3. Key decisions made — List the choices we locked in and the reasoning. Include things we explicitly ruled out and why, so we don't re-litigate them.
4. Files, links, and references — Every file path, URL, repo, doc, or external resource that matters. Note what each one is for.
5. Open questions — What's unresolved? What needs my input or a decision before progress can continue?
6. Next concrete step — The single next action, specific enough that I (or a fresh AI session) could start on it immediately.
7. Gotchas and constraints — Anything non-obvious: things that broke, assumptions we're making, limitations of the tools/stack, deadlines, people involved, things to avoid.
8. Glossary (if relevant) — Any project-specific terms, codenames, or shorthand we've been using.
Keep it dense but readable. Include exact filenames, URLs, IDs, and numbers where relevant. Separate confirmed facts from assumptions or guesses. If something is uncertain, say so explicitly rather than papering over it. If you're guessing at intent, flag the guess.

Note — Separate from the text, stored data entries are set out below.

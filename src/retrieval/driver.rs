use futures::{Stream, stream};
use log::debug;

use super::{Page, PageFetcher};
use crate::error::Result;

#[derive(Debug, Clone, Copy)]
struct Cursor {
    offset: u64,
    /// Stopping bound, captured from the first response only
    total: Option<u64>,
}

/// Lazily page through every match in `index`.
///
/// The first page is always requested. Its `total_count` becomes the fixed
/// bound for the whole index: later responses are not consulted, so if the
/// matching set changes mid-extraction the driver may under- or over-fetch
/// relative to the live index. Resuming requires starting over at offset 0.
pub fn extract_all<'a, F: PageFetcher>(
    fetcher: &'a F,
    index: &'a str,
) -> impl Stream<Item = Result<Page>> + 'a {
    let initial = Cursor {
        offset: 0,
        total: None,
    };

    stream::try_unfold(initial, move |cursor| next_page(fetcher, index, cursor))
}

async fn next_page<F: PageFetcher>(
    fetcher: &F,
    index: &str,
    cursor: Cursor,
) -> Result<Option<(Page, Cursor)>> {
    if let Some(total) = cursor.total {
        if cursor.offset >= total {
            debug!("index: {}, reached total {}, stopping", index, total);
            return Ok(None);
        }
    }

    let page = fetcher.fetch(index, cursor.offset).await?;
    let next = Cursor {
        offset: cursor.offset + fetcher.page_size(),
        total: cursor.total.or(Some(page.total_count)),
    };
    Ok(Some((page, next)))
}

#[cfg(test)]
mod tests {
    use super::*;
    use crate::error::ExportError;
    use crate::retrieval::testing::ScriptedFetcher;
    use futures::TryStreamExt;

    async fn collect(fetcher: &ScriptedFetcher, index: &str) -> Result<Vec<Page>> {
        extract_all(fetcher, index).try_collect().await
    }

    #[tokio::test]
    async fn test_partial_last_page() {
        let fetcher = ScriptedFetcher::new(10_000, 25_000);
        let pages = collect(&fetcher, "infra-2022.08.01").await.unwrap();

        assert_eq!(fetcher.offsets(), vec![0, 10_000, 20_000]);
        assert_eq!(pages.len(), 3);
        let sizes: Vec<_> = pages.iter().map(|p| p.records.len()).collect();
        assert_eq!(sizes, vec![10_000, 10_000, 5_000]);
        assert!(pages.iter().all(|p| p.total_count == 25_000));
    }

    #[tokio::test]
    async fn test_exact_multiple() {
        let fetcher = ScriptedFetcher::new(4, 12);
        let pages = collect(&fetcher, "idx").await.unwrap();

        assert_eq!(fetcher.offsets(), vec![0, 4, 8]);
        assert_eq!(pages.last().unwrap().records.len(), 4);
    }

    #[tokio::test]
    async fn test_fetch_count_is_ceil_of_total_over_page_size() {
        for (total, page_size) in [(1, 3), (2, 3), (3, 3), (4, 3), (7, 1), (10, 4)] {
            let fetcher = ScriptedFetcher::new(page_size, total);
            let pages = collect(&fetcher, "idx").await.unwrap();
            let expected = (total as u64).div_ceil(page_size);
            assert_eq!(pages.len() as u64, expected, "T={} P={}", total, page_size);
            let expected_offsets: Vec<u64> = (0..expected).map(|i| i * page_size).collect();
            assert_eq!(fetcher.offsets(), expected_offsets);
        }
    }

    #[tokio::test]
    async fn test_empty_index_issues_single_request() {
        let fetcher = ScriptedFetcher::new(10_000, 0);
        let pages = collect(&fetcher, "idx").await.unwrap();

        assert_eq!(fetcher.offsets(), vec![0]);
        assert_eq!(pages.len(), 1);
        assert!(pages[0].records.is_empty());
        assert_eq!(pages[0].total_count, 0);
    }

    #[tokio::test]
    async fn test_total_is_snapshotted_from_first_page() {
        // Index grows to 100 matches after the first response; the bound stays 5
        let mut fetcher = ScriptedFetcher::new(2, 5);
        fetcher.later_total = Some(100);
        collect(&fetcher, "idx").await.unwrap();
        assert_eq!(fetcher.offsets(), vec![0, 2, 4]);

        // Index shrinks to 1 match; the driver still walks the original bound
        let mut fetcher = ScriptedFetcher::new(2, 5);
        fetcher.later_total = Some(1);
        collect(&fetcher, "idx").await.unwrap();
        assert_eq!(fetcher.offsets(), vec![0, 2, 4]);
    }

    #[tokio::test]
    async fn test_records_preserve_backend_order() {
        let fetcher = ScriptedFetcher::new(3, 8);
        let pages = collect(&fetcher, "idx").await.unwrap();
        let logs: Vec<String> = pages
            .into_iter()
            .flat_map(|p| p.records)
            .map(|r| r.log)
            .collect();
        let expected: Vec<String> = (0..8).map(|i| format!("line {}", i)).collect();
        assert_eq!(logs, expected);
    }

    #[tokio::test]
    async fn test_failure_stops_extraction() {
        let mut fetcher = ScriptedFetcher::new(2, 10);
        fetcher.fail_at = Some(4);

        let mut pages = std::pin::pin!(extract_all(&fetcher, "idx"));
        assert!(pages.try_next().await.unwrap().is_some());
        assert!(pages.try_next().await.unwrap().is_some());
        assert!(matches!(
            pages.try_next().await,
            Err(ExportError::Backend { .. })
        ));
        assert_eq!(fetcher.offsets(), vec![0, 2, 4]);
    }
}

It is also worth saving artifacts instead of transcripts. In most cases, the valuable thing is not the discussion. It is the resulting code snippet, decision, checklist, outline, or draft. Save those outputs directly. If the artifact exists and the context note explains why it matters, the transcript becomes far less important.
If you use multiple models or pricing tiers, there is another simple efficiency gain. Use the stronger model for the hard thinking, and let a smaller cheaper model create the final handoff note. Summarisation is usually a low-leverage task compared with strategy, writing, debugging, or analysis. There is no reason to spend premium credits on compression if a lighter model can do it well enough.
So what is the best way to retain everything from an AI conversation without splurging credits? Do not try to preserve the whole conversation. Preserve the distilled context. A tight handoff note, a living project document, and saved artifacts will usually outperform endless thread memory on both cost and quality.
The goal is not to make the AI remember everything. The goal is to make the important things easy to reload.